Ma prendere questo no? Non c'abbiamo un euro... a sto punto rischio tutto e prendo un giovane di talento, per quanto debba ancora crescere.


----------



## Jino (25 Agosto 2014)

7AlePato7 ha scritto:


> Ma prendere questo no? Non c'abbiamo un euro... a sto punto rischio tutto e prendo un giovane di talento, per quanto debba ancora crescere.



A livello di normative UEFA non è poi cosi facile prendere un calciatore di anni 15, per ora credo proprio rimanga in patria, il prossimo anno sarà sicuramente più facile


----------



## Jino (25 Agosto 2014)

pennyhill ha scritto:


> Molto giovane, ha sicuramente talento. Va detto che in paesi come Norvegia o Svezia, non si fanno molti problemi a impiegare giocatori così giovani.
> Spulciando i dati, si può vedere come nel campionato norvegese, in 20 giornate sono stati impiegati 28 giocatori sotto i 19 anni.
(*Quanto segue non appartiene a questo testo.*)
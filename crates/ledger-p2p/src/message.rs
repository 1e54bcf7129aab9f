use ledger_core::{Block, LedgerError, Transaction};
use serde::{Deserialize, Serialize};

/// One frame on the peer wire, tagged by `type`.
#[derive(Clone, Debug, PartialEq, Eq, Serialize, Deserialize)]
#[serde(tag = "type", rename_all = "SCREAMING_SNAKE_CASE")]
pub enum PeerMessage {
    Chain { chain: Vec<Block> },
    Transaction { transaction: Transaction },
    ClearTransactions,
}

impl PeerMessage {
    pub fn encode(&self) -> serde_json::Result<String> {
        serde_json::to_string(self)
    }

    pub fn decode(frame: &str) -> Result<Self, LedgerError> {
        serde_json::from_str(frame).map_err(|e| LedgerError::MalformedMessage(e.to_string()))
    }

    pub fn kind(&self) -> &'static str {
        match self {
            PeerMessage::Chain { .. } => "CHAIN",
            PeerMessage::Transaction { .. } => "TRANSACTION",
            PeerMessage::ClearTransactions => "CLEAR_TRANSACTIONS",
        }
    }
}
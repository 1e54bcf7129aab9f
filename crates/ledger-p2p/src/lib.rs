pub mod message;
pub mod server;

use ledger_core::Transaction;

pub use message::PeerMessage;
pub use server::{P2pServer, PeerId};

/// Outbound gossip the miner and the HTTP surface depend on.
pub trait Broadcast: Send + Sync {
    /// Send the full local chain to every peer.
    fn sync_chains(&self);
    fn broadcast_transaction(&self, transaction: &Transaction);
    fn broadcast_clear_transactions(&self);
}
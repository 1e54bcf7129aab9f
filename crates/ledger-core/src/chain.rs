//! The canonical block sequence and the longest-valid-chain rule.

use crate::constants::MIN_DIFFICULTY;
use crate::error::{LedgerError, Result};
use crate::transaction::Transaction;
use crate::Block;
use rayon::prelude::*;
use std::sync::atomic::{AtomicU64, Ordering};
use std::sync::{Arc, PoisonError, RwLock};
use tracing::{debug, info, warn};

/// Shared handle to the local chain.
///
/// Readers get an immutable snapshot; writers publish a new sequence under the
/// lock, so a reader never sees a partially replaced chain.
#[derive(Clone)]
pub struct Chain {
    inner: Arc<ChainInner>,
}

struct ChainInner {
    blocks: RwLock<Arc<Vec<Block>>>,
    /// Bumped on every accepted replacement.
    generation: AtomicU64,
}

impl Default for Chain {
    fn default() -> Self {
        Self::new()
    }
}

impl Chain {
    pub fn new() -> Self {
        Self {
            inner: Arc::new(ChainInner {
                blocks: RwLock::new(Arc::new(vec![Block::genesis()])),
                generation: AtomicU64::new(0),
            }),
        }
    }

    pub fn blocks(&self) -> Arc<Vec<Block>> {
        self.inner
            .blocks
            .read()
            .unwrap_or_else(PoisonError::into_inner)
            .clone()
    }

    pub fn len(&self) -> usize {
        self.blocks().len()
    }

    pub fn tail(&self) -> Block {
        self.blocks().last().cloned().unwrap_or_else(Block::genesis)
    }

    pub fn generation(&self) -> u64 {
        self.inner.generation.load(Ordering::Acquire)
    }

    /// Append a block that extends the current tail.
    pub fn append(&self, block: Block) -> Result<()> {
        let mut guard = self
            .inner
            .blocks
            .write()
            .unwrap_or_else(PoisonError::into_inner);
        let tail = guard.last().cloned().unwrap_or_else(Block::genesis);
        if let Err(e) = validate_link(&tail, &block) {
            warn!(error = %e, hash = %block.hash, "rejected block");
            return Err(e);
        }
        debug!(height = guard.len(), hash = %block.hash, "appended block");
        Arc::make_mut(&mut guard).push(block);
        Ok(())
    }

    /// Mine `data` on top of the current tail and append it.
    pub fn add_block(&self, data: Vec<Transaction>) -> Result<Block> {
        let block = Block::mine(&self.tail(), data);
        self.append(block.clone())?;
        Ok(block)
    }

    /// Like [`Chain::add_block`], but abandons the search once the chain has
    /// been replaced since generation `since`.
    pub fn add_block_cancellable(&self, data: Vec<Transaction>, since: u64) -> Result<Block> {
        let tail = self.tail();
        let block = Block::mine_until(&tail, data, || self.generation() != since)
            .ok_or(LedgerError::MiningInterrupted)?;
        self.append(block.clone())?;
        Ok(block)
    }

    pub fn is_valid_chain(candidate: &[Block]) -> bool {
        Self::validate_chain(candidate).is_ok()
    }

    /// Check genesis and every link of `candidate`, naming the first failure.
    pub fn validate_chain(candidate: &[Block]) -> Result<()> {
        match candidate.first() {
            Some(first) if *first == Block::genesis() => {}
            _ => return Err(LedgerError::RejectedChain("genesis mismatch".into())),
        }
        candidate
            .par_windows(2)
            .enumerate()
            .try_for_each(|(i, pair)| {
                validate_link(&pair[0], &pair[1])
                    .map_err(|e| LedgerError::RejectedChain(format!("block {}: {e}", i + 1)))
            })
    }

    /// Adopt `candidate` if it is strictly longer and fully valid.
    /// Equal length keeps the local chain.
    pub fn replace_chain(&self, candidate: Vec<Block>) -> Result<()> {
        let current = self.len();
        if candidate.len() <= current {
            let reason = format!(
                "received chain of length {} is not longer than current {}",
                candidate.len(),
                current
            );
            info!("{reason}");
            return Err(LedgerError::RejectedChain(reason));
        }
        if let Err(e) = Self::validate_chain(&candidate) {
            warn!(error = %e, "received chain is not valid");
            return Err(e);
        }

        let mut guard = self
            .inner
            .blocks
            .write()
            .unwrap_or_else(PoisonError::into_inner);
        // the local chain may have grown while the candidate was validated
        if candidate.len() <= guard.len() {
            let reason = format!(
                "received chain of length {} is not longer than current {}",
                candidate.len(),
                guard.len()
            );
            info!("{reason}");
            return Err(LedgerError::RejectedChain(reason));
        }
        let length = candidate.len();
        *guard = Arc::new(candidate);
        self.inner.generation.fetch_add(1, Ordering::AcqRel);
        info!(length, "replacing chain with received chain");
        Ok(())
    }
}

fn validate_link(parent: &Block, block: &Block) -> Result<()> {
    if block.last_hash != parent.hash {
        return Err(LedgerError::InvalidBlock(format!(
            "last hash {} does not match parent {}",
            block.last_hash, parent.hash
        )));
    }
    if block.hash != block.compute_hash() {
        return Err(LedgerError::InvalidBlock(format!(
            "hash {} does not match contents",
            block.hash
        )));
    }
    if !block.has_valid_proof() {
        return Err(LedgerError::InvalidBlock(format!(
            "hash {} lacks {} leading zeros",
            block.hash, block.difficulty
        )));
    }
    if block.difficulty < MIN_DIFFICULTY {
        return Err(LedgerError::InvalidBlock(format!(
            "difficulty {} is below the minimum {MIN_DIFFICULTY}",
            block.difficulty
        )));
    }
    Ok(())
}

#[cfg(test)]
mod tests {
    use super::*;
    use crate::transaction::{TxInput, TxOutput};

    fn payload(tag: &str) -> Vec<Transaction> {
        vec![Transaction {
            id: tag.to_string(),
            input: TxInput {
                timestamp: 1,
                amount: 10,
                address: "alice".to_string(),
                signature: String::new(),
            },
            outputs: vec![TxOutput {
                amount: 10,
                address: "bob".to_string(),
            }],
        }]
    }

    fn mined(n: usize) -> Chain {
        let chain = Chain::new();
        for i in 0..n {
            chain.add_block(payload(&format!("b{i}"))).unwrap();
        }
        chain
    }

    #[test]
    fn starts_with_genesis() {
        let chain = Chain::new();
        assert_eq!(chain.len(), 1);
        assert_eq!(chain.blocks()[0], Block::genesis());
    }

    #[test]
    fn add_block_extends_tail() {
        let chain = Chain::new();
        let block = chain.add_block(payload("foo")).unwrap();
        assert_eq!(chain.len(), 2);
        assert_eq!(chain.tail(), block);
        assert_eq!(block.last_hash, Block::genesis().hash);
    }

    #[test]
    fn append_rejects_wrong_parent() {
        let chain = mined(1);
        let stale = Block::mine(&Block::genesis(), payload("late"));
        let err = chain.append(stale).unwrap_err();
        assert!(matches!(err, LedgerError::InvalidBlock(_)));
        assert_eq!(chain.len(), 2);
    }

    #[test]
    fn append_rejects_forged_proof() {
        let chain = Chain::new();
        let mut block = Block::mine(&Block::genesis(), payload("x"));
        // consistent hash, but not one that meets the difficulty
        loop {
            block.nonce += 1;
            block.hash = block.compute_hash();
            if !crate::pow::meets_difficulty(&block.hash, block.difficulty) {
                break;
            }
        }
        assert!(matches!(
            chain.append(block),
            Err(LedgerError::InvalidBlock(_))
        ));
        assert_eq!(chain.len(), 1);
    }

    #[test]
    fn genesis_only_chain_is_valid() {
        assert!(Chain::is_valid_chain(&[Block::genesis()]));
    }

    #[test]
    fn bad_genesis_is_invalid() {
        let mut bad = Block::genesis();
        bad.data = payload("bad");
        assert!(!Chain::is_valid_chain(&[bad]));
        assert!(!Chain::is_valid_chain(&[]));
    }

    #[test]
    fn mined_chain_is_valid() {
        let chain = mined(3);
        assert!(Chain::is_valid_chain(&chain.blocks()));
    }

    #[test]
    fn tampered_block_invalidates_chain() {
        let chain = mined(2);
        let mut blocks = chain.blocks().to_vec();
        blocks[1].data[0].outputs[0].amount = 11;
        assert!(!Chain::is_valid_chain(&blocks));
    }

    #[test]
    fn broken_link_invalidates_chain() {
        let chain = mined(2);
        let mut blocks = chain.blocks().to_vec();
        blocks[2].last_hash = "c0rrupt".to_string();
        assert!(!Chain::is_valid_chain(&blocks));
    }

    #[test]
    fn replaces_with_longer_valid_chain() {
        let local = Chain::new();
        let remote = mined(2);
        let before = local.generation();

        local.replace_chain(remote.blocks().to_vec()).unwrap();

        assert_eq!(*local.blocks(), *remote.blocks());
        assert_eq!(local.generation(), before + 1);
    }

    #[test]
    fn keeps_chain_when_candidate_not_longer() {
        let local = mined(1);
        let snapshot = local.blocks();
        let equal = mined(1);
        let shorter = Chain::new();

        assert!(matches!(
            local.replace_chain(equal.blocks().to_vec()),
            Err(LedgerError::RejectedChain(_))
        ));
        assert!(local.replace_chain(shorter.blocks().to_vec()).is_err());
        assert_eq!(local.blocks(), snapshot);
        assert_eq!(local.generation(), 0);
    }

    #[test]
    fn longer_chain_with_invalid_link_is_rejected() {
        let local = mined(1);
        let snapshot = local.blocks();
        let mut candidate = mined(3).blocks().to_vec();
        candidate[2].data = payload("forged");

        assert!(local.replace_chain(candidate).is_err());
        assert_eq!(local.blocks(), snapshot);
    }

    #[test]
    fn old_snapshot_survives_replacement() {
        let local = mined(1);
        let snapshot = local.blocks();
        local.replace_chain(mined(2).blocks().to_vec()).unwrap();
        assert_eq!(snapshot.len(), 2);
        assert_eq!(local.len(), 3);
    }

    #[test]
    fn equal_length_forks_stay_divergent() {
        let nodes = [mined(1), mined(1), mined(1)];
        let tails: Vec<Block> = nodes.iter().map(Chain::tail).collect();

        for (i, node) in nodes.iter().enumerate() {
            for (j, other) in nodes.iter().enumerate() {
                if i != j {
                    assert!(node.replace_chain(other.blocks().to_vec()).is_err());
                }
            }
        }

        for (node, tail) in nodes.iter().zip(&tails) {
            assert_eq!(node.len(), 2);
            assert_eq!(&node.tail(), tail);
        }
    }

    #[test]
    fn replacement_interrupts_search_in_progress() {
        let local = Chain::new();
        let started = local.generation();
        // unreachable difficulty keeps the search running until cancelled
        let parent = Block {
            timestamp: crate::now_millis(),
            difficulty: 60,
            ..Block::genesis()
        };
        let longer = mined(1).blocks().to_vec();

        let result = std::thread::scope(|s| {
            let search = s.spawn(|| {
                Block::mine_until(&parent, vec![], || local.generation() != started)
            });
            std::thread::sleep(std::time::Duration::from_millis(50));
            local.replace_chain(longer).unwrap();
            search.join().unwrap()
        });
        assert!(result.is_none());
        assert_eq!(local.len(), 2);
    }

    #[test]
    fn stale_generation_interrupts_add_block() {
        let local = Chain::new();
        let started = local.generation();
        local.replace_chain(mined(1).blocks().to_vec()).unwrap();

        let err = local.add_block_cancellable(payload("late"), started).unwrap_err();
        assert_eq!(err, LedgerError::MiningInterrupted);
        assert_eq!(local.len(), 2);
    }

    #[test]
    fn cancellable_add_block_succeeds_without_replacement() {
        let chain = Chain::new();
        let block = chain
            .add_block_cancellable(payload("c"), chain.generation())
            .unwrap();
        assert_eq!(chain.tail(), block);
    }

    /// Search nonces at a fixed difficulty, ignoring the adjustment rule.
    fn mine_at(parent: &Block, difficulty: u32) -> Block {
        let timestamp = crate::now_millis();
        let mut nonce = 0;
        loop {
            nonce += 1;
            let hash = Block::hash_fields(timestamp, &parent.hash, &[], nonce, difficulty);
            if crate::pow::meets_difficulty(&hash, difficulty) {
                return Block {
                    timestamp,
                    last_hash: parent.hash.clone(),
                    hash,
                    data: vec![],
                    nonce,
                    difficulty,
                };
            }
        }
    }

    #[test]
    fn any_difficulty_with_valid_proof_is_accepted() {
        // genesis is at 3; a jump to 1 is still a valid link
        let block = mine_at(&Block::genesis(), 1);
        assert!(Chain::is_valid_chain(&[Block::genesis(), block]));
    }

    #[test]
    fn difficulty_below_floor_is_rejected() {
        let block = mine_at(&Block::genesis(), 0);
        assert!(block.has_valid_proof());
        assert!(!Chain::is_valid_chain(&[Block::genesis(), block]));
    }
}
Ma d'altrocanto è un campionato praticamente privo di potere d'acquisto verso l'estero, li non c'è nessuna preclusione all'età anche per questo, il loro scopo è lanciare e rivendere per sopravvivere. A loro non frega niente se un ragazzino si brucia, ne lanciano a più non posso finchè qualcuno di buono per la legge dei grandi numeri esce. Queste sono cose normali in campionati scandinavi, paesi bassi, balcani...cose impensabili in massimi campionati come premier, liga, serie A, bundes.


----------



## Louis Gara (14 Ottobre 2014)

E' entrato in campo nella partita Norvegia-Bulgaria, a 15 anni e 300 giorni


----------



## Jino (14 Ottobre 2014)

Louis Gara ha scritto:


> E' entrato in campo nella partita Norvegia-Bulgaria, a 15 anni e 300 giorni



Di fatto ripercorre la strada di Eriksen, pure lui esordì giovanissimo, anche se non cosi tanto. Ovvio abbia già un prezzo praticamente fuori mercato per le italiane, questo a quell'età ha già tutte le grandi d'Europa addosso.


----------



## Louis Gara (22 Gennaio 2015)

Gli ho portato bene


----------



## juventino (22 Gennaio 2015)

Manco i quindicenni riusciamo a prendere ormai.


----------



## Jino (22 Gennaio 2015)

juventino ha scritto:


> Manco i quindicenni riusciamo a prendere ormai.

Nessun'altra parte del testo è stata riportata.